Because some systems uses a union inside a an object, naive implementation will have a wrong sizeof.

litlighilit commented 2 weeks ago

__sighandler_t sa_handler is a function pointer, so is sa_sigaction.

Isn't each function pointer in C the same size?[^nim]

(as function pointer is still pointer).

So as far as I'm concerned, despite araq's worry, a union of two pointer is still of one pointer length.

Therefore the sizeof will give the right result.

[^nim]: It has to be mentioned that Nim's proc is of nimcall convention by default, so it's two pointer length. Thus mark a proc as another convetion like noconv is required.
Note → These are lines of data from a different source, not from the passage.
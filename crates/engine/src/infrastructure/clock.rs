//! Clock and random implementations.

use crate::infrastructure::ports::{ClockPort, RandomPort};
use chrono::{DateTime, Utc};

/// System clock - uses real time.
pub struct SystemClock;

impl SystemClock {
    pub fn new() -> Self {
        Self
    }
}

impl Default for SystemClock {
    fn default() -> Self {
        Self::new()
    }
}

impl ClockPort for SystemClock {
    fn now(&self) -> DateTime<Utc> {
        Utc::now()
    }
}

/// System random - uses real randomness.
pub struct SystemRandom;

impl SystemRandom {
    pub fn new() -> Self {
        Self
    }
}

impl Default for SystemRandom {
    fn default() -> Self {
        Self::new()
    }
}

impl RandomPort for SystemRandom {
    fn gen_range(&self, min: i32, max: i32) -> i32 {
        use rand::Rng;
        rand::thread_rng().gen_range(min..=max)
    }
}

/// Fixed clock for testing.
#[cfg(test)]
pub struct FixedClock(pub DateTime<Utc>);

#[cfg(test)]
impl ClockPort for FixedClock {
    fn now(&self) -> DateTime<Utc> {
        self.0
    }
}

/// Fixed random for testing.
#[cfg(test)]
pub struct FixedRandom(pub i32);

#[cfg(test)]
impl RandomPort for FixedRandom {
    fn gen_range(&self, _min: i32, _max: i32) -> i32 {
        self.0
    }
}

/// Replays a fixed sequence of draws, then repeats the last one.
#[cfg(test)]
pub struct SequenceRandom {
    values: std::sync::Mutex<std::collections::VecDeque<i32>>,
    last: std::sync::atomic::AtomicI32,
}

#[cfg(test)]
impl SequenceRandom {
    pub fn new(values: impl IntoIterator<Item = i32>) -> Self {
        Self {
            values: std::sync::Mutex::new(values.into_iter().collect()),
            last: std::sync::atomic::AtomicI32::new(1),
        }
    }
}

#[cfg(test)]
impl RandomPort for SequenceRandom {
    fn gen_range(&self, _min: i32, _max: i32) -> i32 {
        use std::sync::atomic::Ordering;
        let next = self.values.lock().unwrap().pop_front();
        match next {
            Some(value) => {
                self.last.store(value, Ordering::SeqCst);
                value
            }
            None => self.last.load(Ordering::SeqCst),
        }
    }
}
Alogani commented 2 weeks ago

@litlighilit

I wasn't sure of what you said, so I verified, and you are indeed right:

#include <signal.h>
#include <stdio.h>
#include <stdlib.h>
#include <unistd.h>

int main() {
    struct sigaction action; // #Sigaction
    printf("%ld", sizeof(action));

    return 0;
}

Output = 152

type  
   Sigaction2* {.importc: "struct sigaction", 
               header: "<signal.h>", final, pure.} = object ## struct sigaction 
     sa_sigaction*: proc (x: cint, y: pointer, z: pointer) {.noconv.}
     sa_handler*: proc (x: cint) {.noconv.}
                                           ## SIG_IGN or SIG_DFL. 
     sa_mask*: Sigset ## Set of signals to be blocked during execution of 
                     ## the signal handling function. 
     sa_flags*: cint   ## Special flags. 
     sa_restorer: proc() {.noconv.}   ## not intended for application use. 

var a = Sigaction2()
echo sizeof(a)

Output = 152

Because there can be multiple different variations by distribution and only one topic is a bit messy to check that, I propose you make an issue for each different distribution here: https://github.com/Alogani/Nim/issues

Then, we could either:

litlighilit commented 2 weeks ago

Ops,

I meant either using a union inside object or defining only one function pointer field keeps the struct layout valid.

But defining two field together like above breaks the validaity of such a struct, as in your system, the two function pointers is only one pointer length.


Also, I later realized that sizeof in Nim is in fact mapped to C's sizeof so it reflects nothing about the size of a object in Nim side.

Alogani commented 2 weeks ago

Oups, true. I don't see how to do it, except by using just a pointer, but we would lose some information.

litlighilit commented 2 weeks ago

I see the SigAction struct of posix miss the field sa_sigaction*: proc (x: cint, y: ptr SigInfo, z: pointer) {.noconv.} for amd64

omg, have a look at code here

It's not missing!

litlighilit commented 2 weeks ago

So, it turns out the origin problem is not a problem.

But there are some other raised when inspecting it:

The 1st

What's more, OpenBSD's is the same as what's defined in posix_linux_amd64.nim, but in Nim its fields' order is wrong?!

I've found the relavant pr: #12137

The 2nd

As we've found glibc didn't define the sa_restorer field, then what such a thing will affect? in which Linux distribution?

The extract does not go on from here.